Sola / Alone -> for people with fibromyalgia (FM)

Fibromyalgia Syndrome (FMS)

Facts & Fallacies

Fallacy: Fibromyalgia is a new disease, a "fad" disease of the ’90′s.

Fact: Symptoms similar to Fibromyalgia were described in the 1700′s. It was called fibrositis in 1904 and renamed Fibromyalgia in the 1980′s. In the past, physicians misunderstood FMS, viewing it as a psychological disorder involving unusual susceptibility to stress. They believed that patient complaints about their symptoms had no physical basis. Now that research on FMS has established a clear pattern of symptoms and biochemical abnormalties, attitudes are beginning to change.

Fallacy: Fibromyalgia is a "wastebasket" diagnosis.

Fact:Some physicians view FMS as the diagnosis when no other cause for the patient’s symptoms can be found. That approach is no longer valid. In 1990, The American College of Rheumatology and 20 specialist centers accross the U.S. & Canada participated in a research study which scientifically established diagnostic criteria that allow the diagnosis of FMS to be made with more confidence. The criteria are based on details from patients’ medical histories and physical examinations. Some physicians are still not fully familiar with these criteria.

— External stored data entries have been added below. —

use crate::error::{Result, SwitcherError};
use std::fs;
use std::path::Path;
use tracing::{info, warn};

/// Проверить доступ к клавиатуре и дисплею X11
pub fn check_permissions() -> Result<()> {
    info!("Проверка прав доступа...");

    check_input_devices_access(Path::new("/dev/input"))?;
    check_display(std::env::var("DISPLAY").ok().as_deref())?;
    check_not_root();

    info!("Проверка прав доступа завершена успешно");
    Ok(())
}

fn check_input_devices_access(input_dir: &Path) -> Result<()> {
    if !input_dir.exists() {
        return Err(SwitcherError::Permission(format!(
            "Директория {} не существует",
            input_dir.display()
        )));
    }

    match fs::read_dir(input_dir) {
        Ok(_) => {
            info!("Доступ к {} подтвержден", input_dir.display());
            Ok(())
        }
        Err(e) => Err(SwitcherError::Permission(format!(
            "Нет доступа к {}: {}. Добавьте пользователя в группу 'input'",
            input_dir.display(),
            e
        ))),
    }
}

fn check_display(display: Option<&str>) -> Result<()> {
    match display {
        Some(value) if !value.is_empty() => {
            info!("Дисплей X11: {}", value);
            Ok(())
        }
        _ => Err(SwitcherError::ServiceUnavailable(
            "переменная DISPLAY не задана, сессия X11 не найдена".to_string(),
        )),
    }
}

fn check_not_root() {
    match std::env::var("USER") {
        Ok(user) if user == "root" => {
            warn!("Приложение запущено от имени root!");
            warn!("   Добавьте пользователя в группу 'input' и запускайте без sudo:");
            for command in get_setup_commands() {
                warn!("   {}", command);
            }
        }
        Ok(user) => info!("Приложение запущено от имени пользователя: {}", user),
        Err(_) => warn!("Не удалось определить пользователя"),
    }
}

/// Команды настройки доступа к /dev/input
pub fn get_setup_commands() -> Vec<String> {
    vec![
        "sudo usermod -a -G input $USER".to_string(),
        "# затем перезайдите в систему".to_string(),
    ]
}

#[cfg(test)]
mod tests {
    use super::*;

    #[test]
    fn test_setup_commands() {
        let commands = get_setup_commands();
        assert!(commands.iter().any(|cmd| cmd.contains("usermod")));
        assert!(!commands.iter().any(|cmd| cmd.contains("uinput")));
    }

    #[test]
    fn test_display_required() {
        assert!(check_display(Some(":0")).is_ok());
        assert!(matches!(check_display(None), Err(SwitcherError::ServiceUnavailable(_))));
        assert!(check_display(Some("")).is_err());
    }

    #[test]
    fn test_input_dir_checks() {
        let dir = tempfile::tempdir().unwrap();
        assert!(check_input_devices_access(dir.path()).is_ok());
        assert!(matches!(
            check_input_devices_access(&dir.path().join("absent")),
            Err(SwitcherError::Permission(_))
        ));
    }
}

Fallacy: Fibromyalgia is caused by deconditoning – muscles becoming weak & limp as a result of inactivity.

Fact: This misconception has added to the painful burden of those suffering from FMS. This blaming of the victim is singularly unhelpful to the patient’s state of mind & is also medically inaccurate – most fibromyalgia sufferers were highly active people, overachievers, in fact when the condition struck.

Fallacy:People with Fibromyalgia tend to overreact to their symptoms or exaggerate their pain.

Fact: The pain of FMS has been rated to be as severe as the pain of rheumatoid arthritis by patients who have one or the other condition. One research study indicated some individuals with FM actually underreport the severity of pain they feel because they are afraid of not being believed. One of the most frustrating aspects of FMS is that others cannot see or feel the magnitude of the pain you are experiencing.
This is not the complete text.